Als der Mensch vor 10.000 Jahren die Landwirtschaft erfand, begann er nicht nur, Pflanzen anzubauen und Tiere zu halten – sondern diese auch gezielt zu züchten. So entstanden im Laufe der Zeit auf möglichst viel Fleisch- oder Milchproduktion ausgelegte Tierarten und Kulturpflanzen mit mehr und größeren Früchten. Als Nebenwirkung führte dieser Zuchtprozess jedoch zu einer geringeren genetischen Vielfalt und zum Verlust zahlreicher nützlicher Eigenschaften.
Viele moderne Kulturpflanzen sind beispielsweise weniger widerstandsfähig als ihre wilden Vorfahren. Sie sind anfällig für Krankheiten, reagieren empfindlich auf Schädlingsbefall und können nicht gut mit Trockenheit oder Überschwemmungen umgehen. Genau solche Merkmale werden angesichts des Klimawandels und der wachsenden Weltbevölkerung zunehmend zum Problem – durch traditionelle Zucht sind sie aber nur schwer oder gar nicht auszumerzen.
Umstrittener Genmais
Eine Lösung soll die Grüne Gentechnik sein. Dabei werden Pflanzen mithilfe gentechnischer Verfahren mit gewünschten Eigenschaften ausgestattet. Oft geschieht dies, indem ein oder mehrere Gene einer anderen Art in das Erbgut der Pflanze eingeschleust werden. Derart veränderte Pflanzen wurden erstmals 1995 in Kanada kommerziell angepflanzt: in Form von Genraps. Im Jahr darauf folgte bereits die wirtschaftliche Nutzung von transgenem Soja in den USA. Inzwischen werden transgene Kulturpflanzen weltweit auf einer Fläche von knapp 190 Millionen Hektar angebaut.
In der Europäischen Union ist derzeit allerdings nur eine gentechnisch veränderte Pflanze überhaupt zum Anbau zugelassen: Mais der Sorte MON810. Er trägt ein Gen des Bodenbakteriums Bacillus thuringiensis in sich und ist dadurch in der Lage, einen insektiziden Stoff zu produzieren. Dank dieser chemischen Waffe kann er Schädlinge wie den Maiszünsler abtöten, bevor Fraßschäden entstehen.
Nach dem CRISPR-Prinzip
Dass nicht mehr Genpflanzen auf den Feldern Europas wachsen dürfen, hat einen guten Grund: die Gentechnik ist hoch umstritten. Kritiker glauben, dass die Folgen solcher DNA-Manipulationen nicht absehbar sind. Sie befürchten Risiken für Umwelt und Verbraucher. So tötet das vom Genmais produzierte Gift beispielsweise nicht nur Schädlinge, sondern auch andere Insekten. „Gen-Pflanzen stellen eine Gefahr für das ökologische Gleichgewicht und die menschliche Gesundheit dar“, ist etwa Greenpeace überzeugt.

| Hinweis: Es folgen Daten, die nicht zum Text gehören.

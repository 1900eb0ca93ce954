/// Error type returned by this crate.
#[derive(Debug, thiserror::Error)]
pub enum DataApiError {
    /// Missing or blank connection setting, reported at construction time.
    #[error("configuration error: {0}")]
    Config(String),
    /// Network or request execution error from `reqwest`.
    #[error("transport error: {0}")]
    Transport(reqwest::Error),
    /// Non-success HTTP status code with raw response body.
    #[error("http error {status}: {body}")]
    Http { status: u16, body: String },
    /// Request body or headers could not be built.
    #[error("encode error: {0}")]
    Encode(String),
    /// Response text does not match the expected shape.
    #[error("decode error: {0}")]
    Decode(String),
    /// Failure reported by a caller-supplied transport.
    #[error("{0}")]
    Other(Box<dyn std::error::Error + Send + Sync>),
}

impl DataApiError {
    /// Wraps an arbitrary transport failure.
    ///
    /// Accepts anything convertible into a boxed error, including plain
    /// strings: `DataApiError::other("connection reset")`.
    pub fn other(err: impl Into<Box<dyn std::error::Error + Send + Sync>>) -> Self {
        Self::Other(err.into())
    }
}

An dieser Stelle kommt die Genschere CRISPR ins Spiel: Dieses neue molekularbiologische Werkzeug ist präziser als transgene Methoden und bringt keine artfremde DNA in die Pflanze. Stattdessen schreibt es das Erbgut durch winzige Veränderungen um – eine Technik, die natürlich auftretenden Mutationsprozessen gleicht. Aus diesem Grund könnten mit der Genschere veränderte Pflanzen sicherer sein und möglicherweise weniger Bedenken auslösen, so die Hoffnung von Agrarkonzernen.
Von wild zu kultiviert
Wissenschaftler haben bereits gezeigt, dass sich mit diesem Ansatz binnen einer Generation aus Wild- Kulturpflanzen machen lassen. Ursprüngliche und besonders widerstandsfähige Arten könnten somit quasi im Turboverfahren in Zuchtpflanzen mit größeren Früchten und mehr Ertrag verwandelt werden – und zwar ohne ihre wertvollen „wilden“ Eigenschaften zu verlieren.
Doch in Europa mussten Befürworter solcher Strategien jüngst einen herben Rückschlag hinnehmen. So beschloss der Europäische Gerichtshof, dass mit dem CRISPR-Verfahren manipulierte Pflanzen rechtlich nicht anders als andere gentechnisch veränderte Pflanzen zu beurteilen sind. Welche Rolle CRISPR für die Landwirtschaft von morgen spielen wird, bleibt zumindest bei uns damit vorerst unklar.